Research Paper Volume 4, Issue 4 pp 290—304
ATM-dependent phosphorylation of SNEVhPrp19/hPso4 is involved in extending cellular life span and suppression of apoptosis
- 1 Department of Biotechnology, University of Natural Resources and Life Sciences Vienna, Vienna, Austria
- 2 Institute of Biomedical Aging Research, Austrian Academy of Sciences, Innsbruck, Austria
- 3 Institute of Biomedical Aging Research, Austrian Academy of Sciences, Innsbruck, Austria
- 4 Institute of Molecular Medicine and Max-Planck-Research Group on Stem Cell Aging, University of Ulm, Germany
- 5 Evercyte GmbH, Muthgasse 18, 1190 Vienna, Austria
Received: January 31, 2012 Accepted: April 18, 2012 Published: April 20, 2012
https://doi.org/10.18632/aging.100452How to Cite
Abstract
Defective DNA repair is widely acknowledged to negatively impact on healthy aging, since mutations in DNA repair factors lead to accelerated and premature aging.
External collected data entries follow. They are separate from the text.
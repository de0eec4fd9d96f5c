use crate::catalog::Catalog;
use crate::config::RecommenderConfig;
use crate::error::{RecommendError, Result};
use crate::similarity::{rank, ScoredResult};
use parking_lot::Mutex;
use std::sync::Arc;

/// Full ranking for the most recent query slot.
struct CachedRanking {
    index: usize,
    ranked: Arc<Vec<ScoredResult>>,
}

/// Entry point for presentation layers: resolves a title and ranks the catalog against it.
pub struct Recommender {
    catalog: Catalog,
    config: RecommenderConfig,
    last: Mutex<Option<CachedRanking>>,
}

impl Recommender {
    pub fn new(catalog: Catalog, config: RecommenderConfig) -> Self {
        Self { catalog, config, last: Mutex::new(None) }
    }

    pub fn catalog(&self) -> &Catalog { &self.catalog }
    pub fn config(&self) -> &RecommenderConfig { &self.config }

    pub fn recommend(&self, query_title: &str) -> Result<Vec<ScoredResult>> {
        self.recommend_top(query_title, self.config.top_k)
    }

    pub fn recommend_top(&self, query_title: &str, top_k: usize) -> Result<Vec<ScoredResult>> {
        let index = self.resolve(query_title)?;
        let ranked = self.ranked_for(index);
        let results: Vec<ScoredResult> = ranked.iter().take(top_k).cloned().collect();
        tracing::debug!(query = query_title, index, results = results.len(), "recommend");
        Ok(results)
    }

    /// Catalog slot for `query_title`, or `NotFound` carrying "did you mean" titles.
    pub fn resolve(&self, query_title: &str) -> Result<usize> {
        self.catalog.find(query_title).ok_or_else(|| {
            let suggestions = self.catalog.titles_containing(query_title, self.config.suggestion_limit);
            RecommendError::not_found(query_title.trim(), suggestions)
        })
    }

    /// Autocomplete candidates for a partially typed title.
    pub fn suggest(&self, prefix: &str) -> Vec<String> {
        self.catalog.titles_with_prefix(prefix, self.config.autocomplete_limit)
    }

    fn ranked_for(&self, index: usize) -> Arc<Vec<ScoredResult>> {
        if let Some(hit) = self.last.lock().as_ref().filter(|c| c.index == index) {
            tracing::debug!(index, "ranking cache hit");
            return Arc::clone(&hit.ranked);
        }
        // rank without holding the lock
        let ranked = Arc::new(rank(&self.catalog, index, self.catalog.len()));
        *self.last.lock() = Some(CachedRanking { index, ranked: Arc::clone(&ranked) });
        ranked
    }
}

#[cfg(test)]
mod tests {
    use super::*;
    use crate::features::Item;

    fn recommender() -> Recommender {
        let catalog: Catalog = vec![
            Item::new("A").keywords("spy action"),
            Item::new("B").keywords("spy thriller"),
            Item::new("C").keywords("romance"),
        ]
        .into_iter()
        .collect();
        Recommender::new(catalog, RecommenderConfig::default())
    }

    #[test]
    fn configured_top_k_bounds_recommend() {
        let catalog: Catalog = (0..5).map(|i| Item::new(format!("M{i}")).keywords("x")).collect();
        let r = Recommender::new(catalog, RecommenderConfig::default().with_top_k(2));
        assert_eq!(r.recommend("M0").unwrap().len(), 2);
    }

    #[test]
    fn cache_returns_same_results() {
        let r = recommender();
        let first = r.recommend("A").unwrap();
        let again = r.recommend("a").unwrap();
        assert_eq!(first, again);
        let other = r.recommend("B").unwrap();
        assert_eq!(other[0].title, "A");
        assert_eq!(r.recommend("A").unwrap(), first);
    }

    #[test]
    fn repeated_slot_reuses_cached_ranking() {
        let r = recommender();
        let first = r.ranked_for(0);
        assert!(Arc::ptr_eq(&first, &r.ranked_for(0)));
        assert_eq!(r.last.lock().as_ref().map(|c| c.index), Some(0));

        let other = r.ranked_for(1);
        assert!(!Arc::ptr_eq(&first, &other));
        assert_eq!(r.last.lock().as_ref().map(|c| c.index), Some(1));
        // a fresh ranking for the evicted slot is equal but not the cached allocation
        let recomputed = r.ranked_for(0);
        assert!(!Arc::ptr_eq(&first, &recomputed));
        assert_eq!(*first, *recomputed);
    }

    #[test]
    fn per_call_top_k() {
        let r = recommender();
        assert_eq!(r.recommend_top("A", 1).unwrap().len(), 1);
        assert_eq!(r.recommend_top("A", 50).unwrap().len(), 2);
    }

    #[test]
    fn not_found_has_suggestions() {
        let catalog: Catalog = vec![Item::new("The Dark Knight"), Item::new("Dark City")].into_iter().collect();
        let r = Recommender::new(catalog, RecommenderConfig::default());
        match r.recommend(" dark ") {
            Err(RecommendError::NotFound { query, suggestions }) => {
                assert_eq!(query, "dark");
                assert_eq!(suggestions, vec!["The Dark Knight", "Dark City"]);
            }
            other => panic!("expected NotFound, got {other:?}"),
        }
    }
}
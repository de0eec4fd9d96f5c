use crate::error::{RecommendError, Result};
use crate::features::Item;
use std::fs::File;
use std::io::{BufRead, BufReader, Read};
use std::path::Path;

/// Read items from a `.json` file (array or single object) or a `.jsonl` file.
pub fn load_items_from_path<P: AsRef<Path>>(path: P) -> Result<Vec<Item>> {
    let path = path.as_ref();
    let f = File::open(path)?;
    let items = if path.extension().and_then(|s| s.to_str()) == Some("jsonl") {
        load_items_from_lines(BufReader::new(f))?
    } else {
        load_items_from_reader(BufReader::new(f))?
    };
    tracing::info!(path = %path.display(), items = items.len(), "loaded catalog items");
    Ok(items)
}

pub fn load_items_from_reader<R: Read>(mut reader: R) -> Result<Vec<Item>> {
    let mut buf = String::new();
    reader.read_to_string(&mut buf)?;
    parse_items(&buf)
}

/// Parse a JSON array of items, or a single item object.
pub fn parse_items(s: &str) -> Result<Vec<Item>> {
    let json: serde_json::Value = serde_json::from_str(s)?;
    let items = match json {
        serde_json::Value::Array(arr) => {
            arr.into_iter().map(serde_json::from_value).collect::<std::result::Result<Vec<Item>, _>>()?
        }
        other => vec![serde_json::from_value(other)?],
    };
    Ok(items)
}

/// One item per line; blank lines are skipped. Line numbers in errors are 1-based.
pub fn load_items_from_lines<R: BufRead>(reader: R) -> Result<Vec<Item>> {
    let mut items = Vec::new();
    for (i, line) in reader.lines().enumerate() {
        let line = line?;
        if line.trim().is_empty() { continue; }
        let item = serde_json::from_str(&line).map_err(|source| RecommendError::JsonLine { line: i + 1, source })?;
        items.push(item);
    }
    Ok(items)
}

#[cfg(test)]
mod tests {
    use super::*;

    #[test]
    fn parses_array_with_optional_fields() {
        let items = parse_items(r#"[{"title":"A","keywords":"spy action"},{"title":"B","budget":5}]"#).unwrap();
        assert_eq!(items.len(), 2);
        assert_eq!(items[0].keywords.as_deref(), Some("spy action"));
        assert_eq!(items[1].cast, None);
    }

    #[test]
    fn parses_single_object() {
        let items = parse_items(r#"{"title":"Solo","genres":"Drama"}"#).unwrap();
        assert_eq!(items, vec![Item::new("Solo").genres("Drama")]);
    }

    #[test]
    fn null_fields_are_absent() {
        let items = parse_items(r#"[{"title":"A","cast":null}]"#).unwrap();
        assert_eq!(items[0].cast, None);
    }

    #[test]
    fn missing_title_is_rejected() {
        let err = parse_items(r#"[{"keywords":"x"}]"#).unwrap_err();
        assert!(matches!(err, RecommendError::Json(_)));
    }

    #[test]
    fn lines_skip_blanks_and_report_line() {
        let input = "{\"title\":\"A\"}\n\n{\"title\":\"B\"}\n";
        let items = load_items_from_lines(input.as_bytes()).unwrap();
        assert_eq!(items.len(), 2);

        let err = load_items_from_lines("{\"title\":\"A\"}\nnot json\n".as_bytes()).unwrap_err();
        assert!(matches!(err, RecommendError::JsonLine { line: 2, .. }));
    }
}
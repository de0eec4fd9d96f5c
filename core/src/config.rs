use crate::error::Result;
use crate::vectorizer::SplitPolicy;
use serde::{Deserialize, Serialize};

pub const DEFAULT_TOP_K: usize = 10;
pub const DEFAULT_SUGGESTION_LIMIT: usize = 5;
pub const DEFAULT_AUTOCOMPLETE_LIMIT: usize = 10;

/// Controls which item fields feed the feature text and how it is tokenized.
#[derive(Debug, Clone, Copy, Default, PartialEq, Eq, Serialize, Deserialize)]
#[serde(default)]
pub struct FeatureConfig {
    /// Append `director` as a fourth field after keywords, cast and genres.
    pub include_director: bool,
    pub split: SplitPolicy,
}

#[derive(Debug, Clone, PartialEq, Eq, Serialize, Deserialize)]
#[serde(default)]
pub struct RecommenderConfig {
    pub top_k: usize,
    /// Max "did you mean" titles attached to a not-found error.
    pub suggestion_limit: usize,
    pub autocomplete_limit: usize,
    pub features: FeatureConfig,
}

impl Default for RecommenderConfig {
    fn default() -> Self {
        Self {
            top_k: DEFAULT_TOP_K,
            suggestion_limit: DEFAULT_SUGGESTION_LIMIT,
            autocomplete_limit: DEFAULT_AUTOCOMPLETE_LIMIT,
            features: FeatureConfig::default(),
        }
    }
}

impl RecommenderConfig {
    pub fn from_json_str(s: &str) -> Result<Self> {
        Ok(serde_json::from_str(s)?)
    }

    pub fn with_top_k(mut self, top_k: usize) -> Self {
        self.top_k = top_k;
        self
    }
}

#[cfg(test)]
mod tests {
    use super::*;

    #[test]
    fn defaults() {
        let cfg = RecommenderConfig::default();
        assert_eq!(cfg.top_k, 10);
        assert_eq!(cfg.features.split, SplitPolicy::Collapse);
        assert!(!cfg.features.include_director);
    }

    #[test]
    fn partial_json_keeps_defaults() {
        let cfg = RecommenderConfig::from_json_str(r#"{"top_k": 20, "features": {"split": "literal"}}"#).unwrap();
        assert_eq!(cfg.top_k, 20);
        assert_eq!(cfg.suggestion_limit, 5);
        assert_eq!(cfg.features.split, SplitPolicy::Literal);
        assert!(!cfg.features.include_director);
    }
}
pub mod overlay;
pub mod settings_dialog;
pub mod tray;

use crate::constants::{APP_TOOLTIP, DIALOG_TITLE};
use crate::controller::OverlayController;
use crate::input_hook::InputHook;
use crate::messages::{PumpOutcome, TrayAction};
use crate::render::{retracement_lines, LevelLine};
use crate::settings::Settings;
use eframe::egui;
use std::path::PathBuf;
use std::sync::Arc;

pub use overlay::{paint_lines, HookUnits, ScreenMapping};
pub use settings_dialog::{DialogOutcome, SettingsDialog};
pub use tray::TrayMenu;

pub struct OverlayApp {
    settings: Settings,
    settings_path: PathBuf,
    controller: OverlayController,
    hook: InputHook,
    dialog: Option<SettingsDialog>,
    icon: Option<Arc<egui::IconData>>,
    exiting: bool,
}

impl OverlayApp {
    pub fn new(
        settings: Settings,
        settings_path: PathBuf,
        controller: OverlayController,
        hook: InputHook,
        icon: Option<Arc<egui::IconData>>,
    ) -> Self {
        Self {
            settings,
            settings_path,
            controller,
            hook,
            dialog: None,
            icon,
            exiting: false,
        }
    }

    pub fn settings(&self) -> &Settings {
        &self.settings
    }

    pub fn controller(&self) -> &OverlayController {
        &self.controller
    }

    pub fn dialog(&self) -> Option<&SettingsDialog> {
        self.dialog.as_ref()
    }

    pub fn dialog_mut(&mut self) -> Option<&mut SettingsDialog> {
        self.dialog.as_mut()
    }

    pub fn is_exiting(&self) -> bool {
        self.exiting
    }

    /// Drain pending hook events into the selection.
    pub fn process_input(&mut self) -> PumpOutcome {
        let outcome = self.controller.pump(self.settings.hotkey);
        if outcome.exit {
            self.request_exit();
        }
        outcome
    }

    pub fn lines(&self) -> Vec<LevelLine> {
        let selection = self.controller.selection();
        if !selection.phase().has_line() {
            return Vec::new();
        }
        retracement_lines(selection.start(), selection.end(), &self.settings.levels)
    }

    pub fn open_settings_dialog(&mut self) {
        if self.dialog.is_none() {
            tracing::debug!("opening settings dialog");
            self.dialog = Some(SettingsDialog::new(&self.settings));
        }
    }

    pub fn apply_dialog_outcome(&mut self, outcome: DialogOutcome) {
        match outcome {
            DialogOutcome::Open => {}
            DialogOutcome::Cancelled => {
                tracing::debug!("settings dialog cancelled");
                self.dialog = None;
            }
            DialogOutcome::Saved { hotkey, levels } => {
                self.settings.update(hotkey, levels);
                if let Err(err) = self.settings.save(&self.settings_path) {
                    tracing::error!(?err, "failed to save settings");
                }
                self.dialog = None;
            }
        }
    }

    pub fn handle_tray_action(&mut self, action: TrayAction) {
        match action {
            TrayAction::OpenSettings => self.open_settings_dialog(),
            TrayAction::Quit => self.request_exit(),
        }
    }

    fn request_exit(&mut self) {
        if !self.exiting {
            tracing::info!("shutting down overlay");
        }
        self.hook.stop();
        self.exiting = true;
    }

    fn show_tray(&mut self, ctx: &egui::Context) {
        let mut builder = egui::ViewportBuilder::default()
            .with_title(APP_TOOLTIP)
            .with_inner_size([160.0, 72.0])
            .with_resizable(false)
            .with_always_on_top();
        if let Some(icon) = self.icon.clone() {
            builder = builder.with_icon(icon);
        }

        let action = ctx.show_viewport_immediate(
            egui::ViewportId::from_hash_of("tray_panel"),
            builder,
            |ctx, _class| {
                if ctx.input(|i| i.viewport().close_requested()) {
                    ctx.send_viewport_cmd(egui::ViewportCommand::CancelClose);
                }
                egui::CentralPanel::default()
                    .show(ctx, |ui| TrayMenu::ui(ui))
                    .inner
            },
        );
        if let Some(action) = action {
            self.handle_tray_action(action);
        }
    }

    fn show_dialog(&mut self, ctx: &egui::Context) {
        let Some(dialog) = self.dialog.as_mut() else {
            return;
        };

        let mut builder = egui::ViewportBuilder::default()
            .with_title(DIALOG_TITLE)
            .with_inner_size([380.0, 480.0])
            .with_min_inner_size([350.0, 240.0])
            .with_always_on_top();
        if let Some(icon) = self.icon.clone() {
            builder = builder.with_icon(icon);
        }

        let outcome = ctx.show_viewport_immediate(
            egui::ViewportId::from_hash_of("settings_dialog"),
            builder,
            |ctx, _class| {
                if ctx.input(|i| i.viewport().close_requested()) {
                    return DialogOutcome::Cancelled;
                }
                egui::CentralPanel::default()
                    .show(ctx, |ui| dialog.ui(ui))
                    .inner
            },
        );
        self.apply_dialog_outcome(outcome);
    }
}

impl eframe::App for OverlayApp {
    fn clear_color(&self, _visuals: &egui::Visuals) -> [f32; 4] {
        [0.0; 4]
    }

    fn update(&mut self, ctx: &egui::Context, _frame: &mut eframe::Frame) {
        self.process_input();
        if self.exiting {
            ctx.send_viewport_cmd(egui::ViewportCommand::Close);
            return;
        }

        let mapping = ScreenMapping::from_context(ctx);
        let lines = self.lines();
        egui::CentralPanel::default()
            .frame(egui::Frame::none())
            .show(ctx, |ui| paint_lines(ui.painter(), &lines, &mapping));

        self.show_tray(ctx);
        self.show_dialog(ctx);
    }
}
However, the opposite, namely if improved DNA repair will also increase the life or health span is less clear, and only few studies have tested if overexpression of DNA repair factors modulates life and health span in cells or organisms. Recently, we identified and characterized SNEVhPrp19/hPso4, a protein that plays a role in DNA repair and pre-mRNA splicing, and observed a doubling of the replicative life span upon ectopic overexpression, accompanied by lower basal DNA damage and apoptosis levels as well as an increased resistance to oxidative stress. Here we find that SNEVhPrp19/hPso4 is phosphorylated at S149 in an ataxia telangiectasia mutated protein (ATM)-dependent manner in response to oxidative stress and DNA double strand break inducing agents. By overexpressing wild-type SNEVhPrp19/hPso4 and a phosphorylation-deficient point-mutant, we found that S149 phosphorylation is necessary for mediating the resistance to apoptosis upon oxidative stress and is partially necessary for elongating the cellular life span. Therefore, ATM dependent phosphorylation of SNEVhPrp19/hPso4 upon DNA damage or oxidative stress might represent a novel axis capable of modulating cellular life span.